Mais l'enfant, épanchant une immense douleur,

Cria soudain: « – Je sens s'élargir dans mon être

Un abîme béant; cet abîme est mon cœur!


Brûlant comme un volcan, profond comme le vide!

Rien ne rassasiera ce monstre gémissant

Et ne rafraîchira la soif de l'Euménide

Qui, la torche à la main, le brûle jusqu'au sang.


Que nos rideaux fermés nous séparent du monde,

Et que la lassitude amène le repos!

Je veux m'anéantir dans ta gorge profonde,

Et trouver sur ton sein la fraîcheur des tombeaux!»


– Descendez, descendez, lamentables victimes,

Descendez le chemin de l'enfer éternel!

Plongez au plus profond du gouffre, où tous les crimes,

Flagellés par un vent qui ne vient pas du ciel,


Bouillonnent pêle-mêle avec un bruit d'orage.

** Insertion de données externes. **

//! Conversions between Rust types and [`Value`].

use std::collections::{BTreeMap, BTreeSet, HashMap};
use std::hash::{BuildHasher, Hash};
use std::ops::Deref;

use chrono::{DateTime, FixedOffset, NaiveDate, Utc};
use rust_decimal::Decimal;
use uuid::Uuid;

use crate::value::Value;
use crate::{DomainError, Result};

/// Converts a Rust value into the cacheable [`Value`] model.
///
/// Types without an implementation cannot be passed to the cache at all,
/// so unsupported types are rejected at compile time.
pub trait ToValue {
    fn to_value(&self) -> Value;
}

/// Reconstructs a Rust value from a decoded [`Value`].
pub trait FromValue: Sized {
    fn from_value(value: Value) -> Result<Self>;

    /// Value used when a record field is absent.
    fn from_missing() -> Option<Self> {
        None
    }
}

/// Map key types that coerce to and from strings.
pub trait MapKey: Sized {
    fn to_key(&self) -> String;
    fn from_key(key: &str) -> Option<Self>;
}

const fn mismatch(expected: &'static str, found: &Value) -> DomainError {
    DomainError::TypeMismatch {
        expected,
        found: found.kind(),
    }
}

// =============================================================================
// BYTE SEQUENCES
// =============================================================================

/// Raw byte sequence, kept distinct from a list of small integers.
#[derive(Debug, Clone, PartialEq, Eq, Hash, Default)]
pub struct Bytes(pub Vec<u8>);

impl Bytes {
    pub fn into_inner(self) -> Vec<u8> {
        self.0
    }
}

impl Deref for Bytes {
    type Target = [u8];

    fn deref(&self) -> &[u8] {
        &self.0
    }
}

impl From<Vec<u8>> for Bytes {
    fn from(bytes: Vec<u8>) -> Self {
        Self(bytes)
    }
}

impl From<&[u8]> for Bytes {
    fn from(bytes: &[u8]) -> Self {
        Self(bytes.to_vec())
    }
}

impl ToValue for Bytes {
    fn to_value(&self) -> Value {
        Value::Bytes(self.0.clone())
    }
}

impl FromValue for Bytes {
    fn from_value(value: Value) -> Result<Self> {
        match value {
            Value::Bytes(bytes) => Ok(Self(bytes)),
            other => Err(mismatch("bytes", &other)),
        }
    }
}

// =============================================================================
// PRIMITIVES
// =============================================================================

impl ToValue for Value {
    fn to_value(&self) -> Value {
        self.clone()
    }
}

impl FromValue for Value {
    fn from_value(value: Value) -> Result<Self> {
        Ok(value)
    }
}

impl<T: ToValue + ?Sized> ToValue for &T {
    fn to_value(&self) -> Value {
        (**self).to_value()
    }
}

impl ToValue for () {
    fn to_value(&self) -> Value {
        Value::Null
    }
}

impl FromValue for () {
    fn from_value(value: Value) -> Result<Self> {
        match value {
            Value::Null => Ok(()),
            other => Err(mismatch("unit", &other)),
        }
    }
}

impl ToValue for bool {
    fn to_value(&self) -> Value {
        Value::Bool(*self)
    }
}

impl FromValue for bool {
    fn from_value(value: Value) -> Result<Self> {
        match value {
            Value::Bool(v) => Ok(v),
            other => Err(mismatch("bool", &other)),
        }
    }
}

impl ToValue for str {
    fn to_value(&self) -> Value {
        Value::String(self.to_string())
    }
}

impl ToValue for String {
    fn to_value(&self) -> Value {
        Value::String(self.clone())
    }
}

impl FromValue for String {
    fn from_value(value: Value) -> Result<Self> {
        match value {
            Value::String(s) => Ok(s),
            other => Err(mismatch("string", &other)),
        }
    }
}

macro_rules! int_value {
    ($($ty:ty),+) => {
        $(
            impl ToValue for $ty {
                fn to_value(&self) -> Value {
                    i64::try_from(*self).map_or_else(
                        |_| u64::try_from(*self).map_or(Value::Null, Value::UInt),
                        Value::Int,
                    )
                }
            }

            impl FromValue for $ty {
                fn from_value(value: Value) -> Result<Self> {
                    let out_of_range = |v: String| DomainError::OutOfRange {
                        target: stringify!($ty),
                        value: v,
                    };
                    match value {
                        Value::Int(v) => <$ty>::try_from(v).map_err(|_| out_of_range(v.to_string())),
                        Value::UInt(v) => <$ty>::try_from(v).map_err(|_| out_of_range(v.to_string())),
                        other => Err(mismatch(stringify!($ty), &other)),
                    }
                }
            }
        )+
    };
}

int_value!(i8, i16, i32, i64, isize, u8, u16, u32, u64, usize);

impl ToValue for f64 {
    fn to_value(&self) -> Value {
        Value::Float(*self)
    }
}

impl ToValue for f32 {
    fn to_value(&self) -> Value {
        Value::Float(f64::from(*self))
    }
}

#[allow(clippy::cast_precision_loss)]
impl FromValue for f64 {
    fn from_value(value: Value) -> Result<Self> {
        match value {
            Value::Float(v) => Ok(v),
            Value::Int(v) => Ok(v as Self),
            Value::UInt(v) => Ok(v as Self),
            other => Err(mismatch("f64", &other)),
        }
    }
}

#[allow(clippy::cast_possible_truncation)]
impl FromValue for f32 {
    fn from_value(value: Value) -> Result<Self> {
        f64::from_value(value).map(|v| v as Self)
    }
}

// =============================================================================
// TAGGED SCALARS
// =============================================================================

impl ToValue for Decimal {
    fn to_value(&self) -> Value {
        Value::Decimal(*self)
    }
}

impl FromValue for Decimal {
    fn from_value(value: Value) -> Result<Self> {
        match value {
            Value::Decimal(v) => Ok(v),
            other => Err(mismatch("decimal", &other)),
        }
    }
}

impl ToValue for DateTime<FixedOffset> {
    fn to_value(&self) -> Value {
        Value::DateTime(*self)
    }
}

impl FromValue for DateTime<FixedOffset> {
    fn from_value(value: Value) -> Result<Self> {
        match value {
            Value::DateTime(v) => Ok(v),
            other => Err(mismatch("datetime", &other)),
        }
    }
}

impl ToValue for DateTime<Utc> {
    fn to_value(&self) -> Value {
        Value::DateTime(self.fixed_offset())
    }
}

impl FromValue for DateTime<Utc> {
    fn from_value(value: Value) -> Result<Self> {
        DateTime::<FixedOffset>::from_value(value).map(|v| v.with_timezone(&Utc))
    }
}

impl ToValue for NaiveDate {
    fn to_value(&self) -> Value {
        Value::Date(*self)
    }
}

impl FromValue for NaiveDate {
    fn from_value(value: Value) -> Result<Self> {
        match value {
            Value::Date(v) => Ok(v),
            other => Err(mismatch("date", &other)),
        }
    }
}

impl ToValue for Uuid {
    fn to_value(&self) -> Value {
        Value::Uuid(*self)
    }
}

impl FromValue for Uuid {
    fn from_value(value: Value) -> Result<Self> {
        match value {
            Value::Uuid(v) => Ok(v),
            other => Err(mismatch("uuid", &other)),
        }
    }
}

// =============================================================================
// CONTAINERS
// =============================================================================

impl<T: ToValue> ToValue for Option<T> {
    fn to_value(&self) -> Value {
        self.as_ref().map_or(Value::Null, ToValue::to_value)
    }
}

impl<T: FromValue> FromValue for Option<T> {
    fn from_value(value: Value) -> Result<Self> {
        match value {
            Value::Null => Ok(None),
            other => T::from_value(other).map(Some),
        }
    }

    fn from_missing() -> Option<Self> {
        Some(None)
    }
}

impl<T: ToValue> ToValue for [T] {
    fn to_value(&self) -> Value {
        Value::List(self.iter().map(ToValue::to_value).collect())
    }
}

impl<T: ToValue> ToValue for Vec<T> {
    fn to_value(&self) -> Value {
        self.as_slice().to_value()
    }
}

impl<T: FromValue> FromValue for Vec<T> {
    fn from_value(value: Value) -> Result<Self> {
        match value {
            Value::List(items) => items.into_iter().map(T::from_value).collect(),
            other => Err(mismatch("list", &other)),
        }
    }
}

impl<T: ToValue> ToValue for BTreeSet<T> {
    fn to_value(&self) -> Value {
        Value::List(self.iter().map(ToValue::to_value).collect())
    }
}

impl<T: FromValue + Ord> FromValue for BTreeSet<T> {
    fn from_value(value: Value) -> Result<Self> {
        Vec::<T>::from_value(value).map(|items| items.into_iter().collect())
    }
}

impl<K: MapKey, V: ToValue> ToValue for BTreeMap<K, V> {
    fn to_value(&self) -> Value {
        Value::Map(
            self.iter()
                .map(|(k, v)| (k.to_key(), v.to_value()))
                .collect(),
        )
    }
}

impl<K: MapKey + Ord, V: FromValue> FromValue for BTreeMap<K, V> {
    fn from_value(value: Value) -> Result<Self> {
        Ok(entries_from_value::<K, V>(value, "BTreeMap")?
            .into_iter()
            .collect())
    }
}

impl<K: MapKey, V: ToValue, S: BuildHasher> ToValue for HashMap<K, V, S> {
    fn to_value(&self) -> Value {
        // Collected into a BTreeMap so iteration order never leaks into the output.
        Value::Map(
            self.iter()
                .map(|(k, v)| (k.to_key(), v.to_value()))
                .collect(),
        )
    }
}

impl<K: MapKey + Eq + Hash, V: FromValue, S: BuildHasher + Default> FromValue
    for HashMap<K, V, S>
{
    fn from_value(value: Value) -> Result<Self> {
        Ok(entries_from_value::<K, V>(value, "HashMap")?
            .into_iter()
            .collect())
    }
}

fn entries_from_value<K: MapKey, V: FromValue>(
    value: Value,
    target: &'static str,
) -> Result<Vec<(K, V)>> {
    let Value::Map(map) = value else {
        return Err(mismatch(target, &value));
    };
    map.into_iter()
        .map(|(key, v)| {
            let k = K::from_key(&key).ok_or(DomainError::InvalidMapKey { key, target })?;
            Ok((k, V::from_value(v)?))
        })
        .collect()
}

// =============================================================================
// MAP KEYS
// =============================================================================

impl MapKey for String {
    fn to_key(&self) -> String {
        self.clone()
    }

    fn from_key(key: &str) -> Option<Self> {
        Some(key.to_string())
    }
}

macro_rules! parsed_map_key {
    ($($ty:ty),+) => {
        $(
            impl MapKey for $ty {
                fn to_key(&self) -> String {
                    self.to_string()
                }

                fn from_key(key: &str) -> Option<Self> {
                    key.parse().ok()
                }
            }
        )+
    };
}

parsed_map_key!(i32, i64, u32, u64, bool, Uuid);

// =============================================================================
// RECORD READER
// =============================================================================

/// Pulls typed fields back out of a record's map representation.
pub struct RecordReader {
    record: &'static str,
    fields: BTreeMap<String, Value>,
}

impl RecordReader {
    pub fn new(record: &'static str, value: Value) -> Result<Self> {
        match value {
            Value::Map(fields) => Ok(Self { record, fields }),
            other => Err(mismatch(record, &other)),
        }
    }

    /// Take a field, falling back to [`FromValue::from_missing`] when absent.
    pub fn take<T: FromValue>(&mut self, field: &str) -> Result<T> {
        match self.fields.remove(field) {
            Some(value) => T::from_value(value),
            None => T::from_missing().ok_or_else(|| DomainError::MissingField {
                record: self.record,
                field: field.to_string(),
            }),
        }
    }
}
//! # Routes
//!
//! HTTP handlers, grouped by resource.

pub mod users;
pub mod utils;

use axum::Router;

use crate::context::ApiContext;

/// Versioned API routes, to be nested under the API prefix
pub fn api_routes() -> Router<ApiContext> {
    Router::new()
        .nest("/users", users::router())
        .nest("/utils", utils::router())
}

Ombres folles, courez au but de vos désirs;

Jamais vous ne pourrez assouvir votre rage,

Et votre châtiment naîtra de vos plaisirs.


Jamais un rayon frais n'éclaira vos cavernes;

Par les fentes des murs des miasmes fiévreux

Filtrent en s'enflammant ainsi que des lanternes

Et pénètrent vos corps de leurs parfums affreux.


L'âpre stérilité de votre jouissance

Altère votre soif et roidit votre peau,

Et le vent furibond de la concupiscence

Fait claquer votre chair ainsi qu'un vieux drapeau.


Lion des peuples vivants, errantes, condamnées,

A travers les déserts courez comme les loups;

Faites votre destin, âmes désordonnées,

Et fuyez l'infini que vous portez en vous!


IV

LE LETHE

Viens sur mon cœur, âme cruelle et sourde,

Tigre adoré, monstre aux airs indolents;

Je veux longtemps plonger mes doigts tremblants


2

Cette pièce et les cinq suivantes ont été condamnées en 1857, par le tribunal correctionnel, et ne peuvent pas être reproduites dans le recueil des Fleurs du Mal.